Fix punctuation and spelling in advanced_postprocessing.

tutorials/shading/advanced_postprocessing.rst

@@ -11,7 +11,7 @@ In particular, it will explain how to write a post-processing shader that
 uses the depth buffer. You should already be familiar with post-processing 
 generally and, in particular, with the methods outlined in the :ref:`custom post-processing tutorial <doc_custom_postprocessing>`.
 
-In the previous post-processing tutorial we rendered the scene to a :ref:`Viewport <class_Viewport>` 
+In the previous post-processing tutorial, we rendered the scene to a :ref:`Viewport <class_Viewport>` 
 and then rendered the Viewport in a :ref:`ViewportContainer <class_ViewportContainer>` 
 to the main scene. One limitation of this method is that we could not access the 
 depth buffer because the depth buffer is only available in spatial shaders and 
@@ -20,7 +20,7 @@ Viewports do not maintain depth information.
 Full screen quad
 ----------------
 
-In the :ref:`custom post-processing tutorial <doc_custom_postprocessing>` we 
+In the :ref:`custom post-processing tutorial <doc_custom_postprocessing>`, we 
 covered how to use a Viewport to make custom post-processing effects. There are 
 two main drawbacks of using a Viewport:
 
@@ -35,8 +35,8 @@ effect will be applied at all times, including in the editor.
 
 First, create a new MeshInstance and set its mesh to a QuadMesh. This creates a quad 
 centered at position ``(0, 0, 0)`` with a width and height of ``1``. Set the width
-and height to ``2``. Right now the quad occupies a position in world space at the 
-origin, however, we want it to move with the camera so that it always covers the 
+and height to ``2``. Right now, the quad occupies a position in world space at the 
+origin; however, we want it to move with the camera so that it always covers the 
 entire screen. To do this, we will bypass the coordinate transforms that translate 
 the vertex positions through the difference coordinate spaces and treat the vertices 
 as if they were already in clip space. 
@@ -51,7 +51,7 @@ First, set ``render_mode`` to ``skip_vertex_transform``, which removes the trans
 from model space to view space.

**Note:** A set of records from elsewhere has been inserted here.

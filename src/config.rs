//! Application configuration management.
//!
//! This module handles loading configuration from environment variables.
//! It uses the `envy` crate to automatically deserialize environment
//! variables into a type-safe struct.

use serde::Deserialize;

/// Application configuration loaded from environment variables.
///
/// # Environment Variables
///
/// - `DATABASE_URL` (optional): PostgreSQL connection string. When absent
///   the server still starts, but the webhook endpoint answers 503 until
///   the credential is supplied.
/// - `SERVER_PORT` (optional): HTTP server port, defaults to 3000
/// - `WEBHOOK_SECRET` (optional): shared secret for HMAC signature
///   verification. Without it the verifier fails open in development and
///   closed in production.
/// - `WEBHOOK_API_KEY` (optional): static fallback credential accepted in
///   the `x-api-key` header when HMAC verification fails
/// - `ENVIRONMENT` (optional): "development" (default) or "production"
/// - `RATE_LIMIT_MAX_REQUESTS` (optional): per-IP request cap, defaults to 60
/// - `RATE_LIMIT_WINDOW_SECS` (optional): sliding window size, defaults to 60
#[derive(Debug, Clone, Deserialize)]
pub struct Config {
    pub database_url: Option<String>,

    #[serde(default = "default_port")]
    pub server_port: u16,

    pub webhook_secret: Option<String>,

    pub webhook_api_key: Option<String>,

    #[serde(default = "default_environment")]
    pub environment: String,

    #[serde(default = "default_rate_limit_max_requests")]
    pub rate_limit_max_requests: u32,

    #[serde(default = "default_rate_limit_window_secs")]
    pub rate_limit_window_secs: u64,
}

/// Default port if SERVER_PORT environment variable is not set.
fn default_port() -> u16 {
    3000
}

fn default_environment() -> String {
    "development".to_string()
}

fn default_rate_limit_max_requests() -> u32 {
    60
}

fn default_rate_limit_window_secs() -> u64 {
    60
}

impl Config {
    /// Load configuration from environment variables.
    ///
    /// This method first attempts to load a `.env` file (which is optional),
    /// then reads environment variables and deserializes them into a Config
    /// struct.
    ///
    /// # Errors
    ///
    /// Returns an error if environment variable values cannot be parsed
    /// into the expected types.
    pub fn from_env() -> Result<Self, envy::Error> {
        // Try to load .env file if it exists (does nothing if not found)
        dotenvy::dotenv().ok();

        // Parse environment variables into Config struct
        // Field names are automatically converted: database_url -> DATABASE_URL
        envy::from_env::<Config>()
    }

    /// Whether the verifier and other policy switches should fail closed.
    pub fn is_production(&self) -> bool {
        self.environment.eq_ignore_ascii_case("production")
    }
}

Godot handles the transformation from view space to clip space
 behind the scenes with the ``PROJECTION_MATRIX`` even when ``skip_vertex_transform`` is set. 
 Nullify the projection matrix by setting it to the `identity matrix <https://en.wikipedia.org/wiki/Identity_matrix>`_.
-In Godot this is done by passing a `1` to a ``mat4``.
+In Godot, this is done by passing a `1` to a ``mat4``.
 
 .. code-block:: glsl
 
@@ -62,18 +62,18 @@ In Godot this is done by passing a `1` to a ``mat4``.
     PROJECTION_MATRIX = mat4(1.0);
   }
 
-Even with this vertex shader the quad keeps disappearing. This is due to frustum 
-culling which is done on the CPU. Frustum culling uses the camera matrix and the
+Even with this vertex shader, the quad keeps disappearing. This is due to frustum 
+culling, which is done on the CPU. Frustum culling uses the camera matrix and the
 AABBs of Meshes to determine if the Mesh will be visible *before* passing it to the GPU.
-The CPU has no knowledge of what we are doing with the vertices so it assumes the 
+The CPU has no knowledge of what we are doing with the vertices, so it assumes the 
 coordinates specified refer to world positions, not clip space positions, which results
 in Godot culling the quad when we turn away from the center of the scene. In 
-order to keep the quad from being culled there are a few options:
+order to keep the quad from being culled, there are a few options:
 
 1. Add the QuadMesh as a child to the camera, so the camera is always pointed at it
 2. Make the AABB as large as possible so it can always be seen
 
-The second option ensures that the quad is visible in the editor. While the first
+The second option ensures that the quad is visible in the editor, while the first
 option guarantees that it will still be visible even if the camera moves outside the AABB.
 You can also use both options.
 
@@ -89,19 +89,19 @@ the uniform variable ``DEPTH_TEXTURE``.
 
 .. note:: Similar to accessing the screen texture, accessing the depth texture is only
           possible when reading from the current viewport. The depth texture cannot be 
-          accessed from another viewport you have rendered to.
+          accessed from another viewport to which you have rendered.
 
 The values returned by ``DEPTH_TEXTURE`` are between ``0`` and ``1`` and are nonlinear. 
-When displaying depth directly from the ``DEPTH_TEXTURE`` everything will look almost 
+When displaying depth directly from the ``DEPTH_TEXTURE``, everything will look almost 
 white unless it is very close. This is because the depth buffer stores objects closer
 to the camera using more bits than those further, so most of the detail in depth
 buffer is found close to the camera. In order to make the depth value align with world or 
-model coordinates we need to linearise the value. When we apply the projection matrix to the 
-vertex position the z value is made nonlinear, so to linearise it we multiply it by the 
-inverse of the projection matrix which in Godot is accessible with the variable 
-``INV_PROJECTION_MATRIX``
+model coordinates, we need to linearise the value. When we apply the projection matrix to the 
+vertex position, the z value is made nonlinear, so to linearise it, we multiply it by the 
+inverse of the projection matrix, which in Godot, is accessible with the variable 
+``INV_PROJECTION_MATRIX``.
 
-First take the screen space coordinates and transform them into normalized device 
+Firstly, take the screen space coordinates and transform them into normalized device 
 coordinates (NDC). NDC run from ``-1`` to ``1``, similar to clip space coordinates. 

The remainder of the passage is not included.